» Problem to work on:
Exactly the lines from the top of the records below through the one containing "its dependency specification." must be set down, with no line added or dropped.

== Entries provided

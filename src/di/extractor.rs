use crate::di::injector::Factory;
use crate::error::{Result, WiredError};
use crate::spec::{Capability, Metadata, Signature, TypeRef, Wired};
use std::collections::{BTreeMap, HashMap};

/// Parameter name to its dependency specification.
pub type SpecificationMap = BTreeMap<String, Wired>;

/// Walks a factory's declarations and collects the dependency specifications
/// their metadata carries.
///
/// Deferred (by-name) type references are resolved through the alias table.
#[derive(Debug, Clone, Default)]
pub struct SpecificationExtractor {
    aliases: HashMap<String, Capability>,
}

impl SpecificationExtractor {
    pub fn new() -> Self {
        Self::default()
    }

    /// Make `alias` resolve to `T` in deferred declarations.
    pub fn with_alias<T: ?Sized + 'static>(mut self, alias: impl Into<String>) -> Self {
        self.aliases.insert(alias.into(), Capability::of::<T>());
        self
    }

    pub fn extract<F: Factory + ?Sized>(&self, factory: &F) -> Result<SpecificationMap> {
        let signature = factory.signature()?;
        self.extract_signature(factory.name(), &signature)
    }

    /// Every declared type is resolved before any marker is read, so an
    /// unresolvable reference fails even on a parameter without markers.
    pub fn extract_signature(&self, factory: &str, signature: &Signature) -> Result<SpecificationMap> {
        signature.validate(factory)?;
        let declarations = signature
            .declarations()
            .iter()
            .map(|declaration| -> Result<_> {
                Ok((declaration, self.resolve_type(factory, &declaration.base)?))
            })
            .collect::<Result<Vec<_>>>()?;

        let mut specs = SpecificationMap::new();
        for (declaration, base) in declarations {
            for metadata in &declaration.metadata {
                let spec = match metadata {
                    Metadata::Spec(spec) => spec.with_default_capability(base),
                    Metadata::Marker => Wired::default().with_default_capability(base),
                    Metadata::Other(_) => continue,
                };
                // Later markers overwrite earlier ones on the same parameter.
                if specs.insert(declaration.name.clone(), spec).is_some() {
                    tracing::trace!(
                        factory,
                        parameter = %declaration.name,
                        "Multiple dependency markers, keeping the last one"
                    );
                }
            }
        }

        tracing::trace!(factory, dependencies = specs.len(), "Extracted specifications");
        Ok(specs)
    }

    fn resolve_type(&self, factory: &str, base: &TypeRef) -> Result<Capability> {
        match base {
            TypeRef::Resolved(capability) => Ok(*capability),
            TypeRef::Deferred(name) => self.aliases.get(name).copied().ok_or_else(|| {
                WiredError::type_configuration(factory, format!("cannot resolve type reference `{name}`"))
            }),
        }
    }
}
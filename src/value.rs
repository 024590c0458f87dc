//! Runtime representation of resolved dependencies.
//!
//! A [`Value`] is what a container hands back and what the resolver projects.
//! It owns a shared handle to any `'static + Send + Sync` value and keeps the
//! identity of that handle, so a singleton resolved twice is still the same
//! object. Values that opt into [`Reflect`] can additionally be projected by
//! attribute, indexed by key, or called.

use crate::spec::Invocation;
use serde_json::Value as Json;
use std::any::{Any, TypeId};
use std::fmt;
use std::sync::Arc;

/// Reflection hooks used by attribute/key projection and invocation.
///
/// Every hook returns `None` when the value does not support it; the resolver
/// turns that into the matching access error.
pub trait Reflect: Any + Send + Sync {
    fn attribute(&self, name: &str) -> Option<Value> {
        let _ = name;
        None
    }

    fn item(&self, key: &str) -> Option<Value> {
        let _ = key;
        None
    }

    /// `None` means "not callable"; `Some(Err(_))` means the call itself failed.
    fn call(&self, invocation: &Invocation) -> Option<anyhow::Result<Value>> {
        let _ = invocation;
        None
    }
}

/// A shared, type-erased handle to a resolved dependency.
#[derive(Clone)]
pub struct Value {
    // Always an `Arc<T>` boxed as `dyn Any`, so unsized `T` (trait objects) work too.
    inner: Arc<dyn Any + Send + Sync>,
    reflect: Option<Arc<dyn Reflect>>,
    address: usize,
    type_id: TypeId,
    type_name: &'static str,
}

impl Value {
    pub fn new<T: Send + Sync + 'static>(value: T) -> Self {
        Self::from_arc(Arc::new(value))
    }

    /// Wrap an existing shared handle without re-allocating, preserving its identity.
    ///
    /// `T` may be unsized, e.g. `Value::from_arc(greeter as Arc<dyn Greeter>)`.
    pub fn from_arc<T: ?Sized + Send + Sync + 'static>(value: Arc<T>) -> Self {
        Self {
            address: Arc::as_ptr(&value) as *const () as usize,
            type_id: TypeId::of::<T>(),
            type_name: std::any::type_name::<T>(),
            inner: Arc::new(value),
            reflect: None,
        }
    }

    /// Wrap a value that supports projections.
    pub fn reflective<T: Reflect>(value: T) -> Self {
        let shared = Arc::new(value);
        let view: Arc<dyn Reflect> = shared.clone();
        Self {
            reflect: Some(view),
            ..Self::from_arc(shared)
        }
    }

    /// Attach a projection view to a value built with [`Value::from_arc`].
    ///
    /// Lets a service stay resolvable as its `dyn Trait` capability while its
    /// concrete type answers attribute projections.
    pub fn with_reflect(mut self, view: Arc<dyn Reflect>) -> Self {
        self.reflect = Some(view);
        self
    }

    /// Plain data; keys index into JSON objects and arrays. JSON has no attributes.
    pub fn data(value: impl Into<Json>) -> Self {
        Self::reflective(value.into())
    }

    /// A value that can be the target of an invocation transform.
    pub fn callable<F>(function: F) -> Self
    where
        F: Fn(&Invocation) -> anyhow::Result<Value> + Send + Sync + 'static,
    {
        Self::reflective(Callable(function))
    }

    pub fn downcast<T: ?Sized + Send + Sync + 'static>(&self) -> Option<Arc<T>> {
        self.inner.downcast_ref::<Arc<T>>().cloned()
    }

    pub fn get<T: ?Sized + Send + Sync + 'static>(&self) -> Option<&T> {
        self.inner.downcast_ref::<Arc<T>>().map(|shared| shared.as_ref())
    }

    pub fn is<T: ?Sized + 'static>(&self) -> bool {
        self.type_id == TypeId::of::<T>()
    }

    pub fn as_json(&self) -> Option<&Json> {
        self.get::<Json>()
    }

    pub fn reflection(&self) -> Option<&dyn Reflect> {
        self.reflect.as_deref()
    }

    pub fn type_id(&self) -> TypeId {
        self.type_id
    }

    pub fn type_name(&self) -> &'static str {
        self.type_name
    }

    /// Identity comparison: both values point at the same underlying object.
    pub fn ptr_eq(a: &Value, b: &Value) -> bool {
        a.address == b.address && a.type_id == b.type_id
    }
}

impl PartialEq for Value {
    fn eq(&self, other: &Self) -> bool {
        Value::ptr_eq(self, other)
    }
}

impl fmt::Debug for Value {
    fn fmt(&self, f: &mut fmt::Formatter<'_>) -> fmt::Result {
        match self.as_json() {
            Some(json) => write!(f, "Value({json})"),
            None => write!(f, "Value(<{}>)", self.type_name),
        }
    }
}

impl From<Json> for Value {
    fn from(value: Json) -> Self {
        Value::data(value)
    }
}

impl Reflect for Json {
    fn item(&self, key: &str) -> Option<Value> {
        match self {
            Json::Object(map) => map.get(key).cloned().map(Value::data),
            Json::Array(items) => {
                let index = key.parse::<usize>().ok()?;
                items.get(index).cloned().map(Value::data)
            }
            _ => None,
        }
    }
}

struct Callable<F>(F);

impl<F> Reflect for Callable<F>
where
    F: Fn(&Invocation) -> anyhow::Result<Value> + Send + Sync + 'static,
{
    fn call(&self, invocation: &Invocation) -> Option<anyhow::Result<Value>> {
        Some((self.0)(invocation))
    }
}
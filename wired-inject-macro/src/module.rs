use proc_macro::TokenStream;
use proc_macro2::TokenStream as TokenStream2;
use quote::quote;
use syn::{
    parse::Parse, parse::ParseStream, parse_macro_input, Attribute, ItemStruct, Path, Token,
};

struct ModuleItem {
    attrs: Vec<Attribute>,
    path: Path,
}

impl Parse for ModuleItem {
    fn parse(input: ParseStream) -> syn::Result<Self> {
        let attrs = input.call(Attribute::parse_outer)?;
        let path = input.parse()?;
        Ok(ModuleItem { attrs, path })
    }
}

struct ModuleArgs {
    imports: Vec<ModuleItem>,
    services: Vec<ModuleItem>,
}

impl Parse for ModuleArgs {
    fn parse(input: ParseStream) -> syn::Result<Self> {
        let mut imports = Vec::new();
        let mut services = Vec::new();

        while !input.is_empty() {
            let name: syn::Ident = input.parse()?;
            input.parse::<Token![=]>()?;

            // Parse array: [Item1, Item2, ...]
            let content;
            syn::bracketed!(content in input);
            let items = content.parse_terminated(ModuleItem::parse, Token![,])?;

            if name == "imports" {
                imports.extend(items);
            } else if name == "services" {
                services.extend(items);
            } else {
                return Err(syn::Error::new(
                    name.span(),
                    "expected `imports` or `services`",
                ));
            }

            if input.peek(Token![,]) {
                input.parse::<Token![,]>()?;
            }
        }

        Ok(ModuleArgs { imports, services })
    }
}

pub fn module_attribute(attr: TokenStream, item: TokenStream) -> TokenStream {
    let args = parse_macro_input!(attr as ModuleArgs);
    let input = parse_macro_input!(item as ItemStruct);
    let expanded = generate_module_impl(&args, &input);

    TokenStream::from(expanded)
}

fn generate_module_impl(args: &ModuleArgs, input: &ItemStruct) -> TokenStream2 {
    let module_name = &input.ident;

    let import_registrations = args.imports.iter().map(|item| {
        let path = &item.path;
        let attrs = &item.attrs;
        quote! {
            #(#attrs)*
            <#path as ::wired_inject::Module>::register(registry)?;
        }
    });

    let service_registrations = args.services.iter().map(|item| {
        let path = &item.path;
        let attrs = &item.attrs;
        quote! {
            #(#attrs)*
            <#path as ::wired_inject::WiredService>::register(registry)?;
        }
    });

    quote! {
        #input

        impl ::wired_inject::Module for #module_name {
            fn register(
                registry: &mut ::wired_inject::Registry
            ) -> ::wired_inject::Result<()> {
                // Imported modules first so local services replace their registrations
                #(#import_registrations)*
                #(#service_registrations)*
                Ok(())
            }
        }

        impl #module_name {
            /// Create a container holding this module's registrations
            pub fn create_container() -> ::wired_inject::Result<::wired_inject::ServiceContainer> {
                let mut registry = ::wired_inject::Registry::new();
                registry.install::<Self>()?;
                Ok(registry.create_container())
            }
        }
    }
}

====

» Answer to this problem:
filename src/di/extractor.rs
use crate::di::injector::Factory;
use crate::error::{Result, WiredError};
use crate::spec::{Capability, Metadata, Signature, TypeRef, Wired};
use std::collections::{BTreeMap, HashMap};

/// Parameter name to its dependency specification.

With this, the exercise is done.